*About this exercise:*
Across the records that follow, how many lines contain the string "list"? Answer with the number only.

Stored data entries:
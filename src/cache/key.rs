use serde_json::Value;
use sha2::{Digest, Sha256};
use std::fmt;

/// Identity of a cached read: operation id plus its serialized arguments.
///
/// Arguments are held as canonical JSON text. `serde_json` objects keep their
/// keys sorted, so two argument values that compare equal produce the same key.
#[derive(Debug, Clone, PartialEq, Eq, Hash)]
pub struct QueryKey {
  operation: &'static str,
  args: String,
}

impl QueryKey {
  pub fn new(operation: &'static str, args: &Value) -> Self {
    Self {
      operation,
      args: args.to_string(),
    }
  }

  /// Key for an operation that takes no arguments.
  pub fn bare(operation: &'static str) -> Self {
    Self::new(operation, &Value::Null)
  }

  pub fn operation(&self) -> &'static str {
    self.operation
  }

  pub fn args(&self) -> &str {
    &self.args
  }

  /// Short stable digest, used in logs instead of raw arguments.
  pub fn fingerprint(&self) -> String {
    let mut hasher = Sha256::new();
    hasher.update(self.operation.as_bytes());
    hasher.update(b":");
    hasher.update(self.args.as_bytes());
    let digest = hasher.finalize();
    hex::encode(&digest[..6])
  }
}

impl fmt::Display for QueryKey {
  fn fmt(&self, f: &mut fmt::Formatter<'_>) -> fmt::Result {
    write!(f, "{}#{}", self.operation, self.fingerprint())
  }
}

#[cfg(test)]
mod tests {
  use super::*;
  use serde_json::json;

  #[test]
  fn test_key_ignores_field_order() {
    let a = QueryKey::new("wallet.history", &json!({"page": 1, "limit": 20}));
    let b = QueryKey::new("wallet.history", &json!({"limit": 20, "page": 1}));
    assert_eq!(a, b);
    assert_eq!(a.fingerprint(), b.fingerprint());
  }

  #[test]
  fn test_distinct_args_and_operations() {
    let a = QueryKey::new("wallet.balance", &json!({"id": "w1"}));
    let b = QueryKey::new("wallet.balance", &json!({"id": "w2"}));
    let c = QueryKey::new("payment.status", &json!({"id": "w1"}));
    assert_ne!(a, b);
    assert_ne!(a, c);
    assert_eq!(a.fingerprint().len(), 12);
  }

  #[test]
  fn test_bare_key() {
    let k = QueryKey::bare("payment_method.list");
    assert_eq!(k.operation(), "payment_method.list");
    assert_eq!(k.args(), "null");
    assert!(k.to_string().starts_with("payment_method.list#"));
  }
}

*Completed task:*
3